[Saved data entries]
- - -

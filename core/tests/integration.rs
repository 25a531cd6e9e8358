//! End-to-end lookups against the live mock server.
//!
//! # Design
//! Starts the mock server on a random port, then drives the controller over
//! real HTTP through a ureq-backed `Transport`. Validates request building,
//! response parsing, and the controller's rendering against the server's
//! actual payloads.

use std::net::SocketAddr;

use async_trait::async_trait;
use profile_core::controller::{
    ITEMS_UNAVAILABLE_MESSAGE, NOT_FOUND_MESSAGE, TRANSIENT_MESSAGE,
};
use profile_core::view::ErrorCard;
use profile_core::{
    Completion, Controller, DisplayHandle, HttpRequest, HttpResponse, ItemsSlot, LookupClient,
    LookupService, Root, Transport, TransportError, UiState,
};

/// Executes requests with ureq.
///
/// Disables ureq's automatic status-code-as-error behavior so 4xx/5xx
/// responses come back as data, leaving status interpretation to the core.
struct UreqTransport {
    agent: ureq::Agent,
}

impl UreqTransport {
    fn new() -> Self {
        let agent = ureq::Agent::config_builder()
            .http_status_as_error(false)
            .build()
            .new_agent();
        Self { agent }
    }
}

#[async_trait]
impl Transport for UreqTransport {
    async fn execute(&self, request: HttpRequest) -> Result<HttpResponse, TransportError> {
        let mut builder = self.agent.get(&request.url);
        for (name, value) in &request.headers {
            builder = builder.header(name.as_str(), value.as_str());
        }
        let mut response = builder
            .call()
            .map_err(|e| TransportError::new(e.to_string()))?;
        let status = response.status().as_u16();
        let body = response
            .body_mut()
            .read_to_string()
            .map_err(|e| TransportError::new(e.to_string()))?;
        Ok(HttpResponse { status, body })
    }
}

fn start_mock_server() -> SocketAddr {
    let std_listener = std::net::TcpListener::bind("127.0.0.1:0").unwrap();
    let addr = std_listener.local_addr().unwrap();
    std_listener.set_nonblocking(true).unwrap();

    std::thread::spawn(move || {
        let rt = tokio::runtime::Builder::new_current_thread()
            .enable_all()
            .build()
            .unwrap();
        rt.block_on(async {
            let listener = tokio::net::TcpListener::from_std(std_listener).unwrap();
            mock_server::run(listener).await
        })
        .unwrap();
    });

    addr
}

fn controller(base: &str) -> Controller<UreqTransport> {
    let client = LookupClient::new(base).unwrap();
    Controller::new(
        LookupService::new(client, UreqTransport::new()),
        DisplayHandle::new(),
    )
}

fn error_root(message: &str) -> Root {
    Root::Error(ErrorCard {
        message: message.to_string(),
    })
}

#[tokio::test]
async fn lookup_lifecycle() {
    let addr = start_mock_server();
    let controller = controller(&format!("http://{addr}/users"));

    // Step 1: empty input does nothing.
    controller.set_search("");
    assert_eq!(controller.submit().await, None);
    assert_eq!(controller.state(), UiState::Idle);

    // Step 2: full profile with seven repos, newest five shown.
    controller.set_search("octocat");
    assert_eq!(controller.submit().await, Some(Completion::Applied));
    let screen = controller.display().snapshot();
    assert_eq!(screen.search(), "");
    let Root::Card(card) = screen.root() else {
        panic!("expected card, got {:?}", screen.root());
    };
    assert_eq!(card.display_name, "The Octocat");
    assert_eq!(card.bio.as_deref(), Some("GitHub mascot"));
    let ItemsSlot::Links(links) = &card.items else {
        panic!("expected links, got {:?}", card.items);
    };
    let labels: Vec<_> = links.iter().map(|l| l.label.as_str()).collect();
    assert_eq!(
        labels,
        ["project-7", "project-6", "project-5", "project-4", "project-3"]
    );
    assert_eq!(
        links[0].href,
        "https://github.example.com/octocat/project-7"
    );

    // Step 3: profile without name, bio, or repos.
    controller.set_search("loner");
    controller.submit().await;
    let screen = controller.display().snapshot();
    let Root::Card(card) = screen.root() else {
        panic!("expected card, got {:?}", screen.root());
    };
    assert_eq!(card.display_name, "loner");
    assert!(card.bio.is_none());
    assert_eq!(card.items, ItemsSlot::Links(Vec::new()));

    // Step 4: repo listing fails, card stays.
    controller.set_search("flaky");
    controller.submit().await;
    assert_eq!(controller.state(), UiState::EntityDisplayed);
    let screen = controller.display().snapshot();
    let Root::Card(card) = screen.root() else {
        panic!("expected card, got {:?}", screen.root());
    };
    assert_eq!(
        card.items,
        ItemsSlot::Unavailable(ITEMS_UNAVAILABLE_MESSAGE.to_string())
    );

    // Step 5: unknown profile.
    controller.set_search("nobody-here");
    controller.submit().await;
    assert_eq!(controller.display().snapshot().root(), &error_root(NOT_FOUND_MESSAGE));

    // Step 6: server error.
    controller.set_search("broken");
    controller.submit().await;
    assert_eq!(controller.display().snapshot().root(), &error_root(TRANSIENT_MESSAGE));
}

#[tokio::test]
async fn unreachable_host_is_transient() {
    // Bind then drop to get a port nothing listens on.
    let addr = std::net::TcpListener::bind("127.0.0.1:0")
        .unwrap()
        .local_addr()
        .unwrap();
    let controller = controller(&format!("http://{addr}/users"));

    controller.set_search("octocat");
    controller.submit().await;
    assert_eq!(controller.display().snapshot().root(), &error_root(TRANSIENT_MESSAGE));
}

- - -

WORK REQUEST | Scan the data for the word "against" and copy every line where it shows up.

OUTPUT BELOW |
//! End-to-end lookups against the live mock server.
//! response parsing, and the controller's rendering against the server's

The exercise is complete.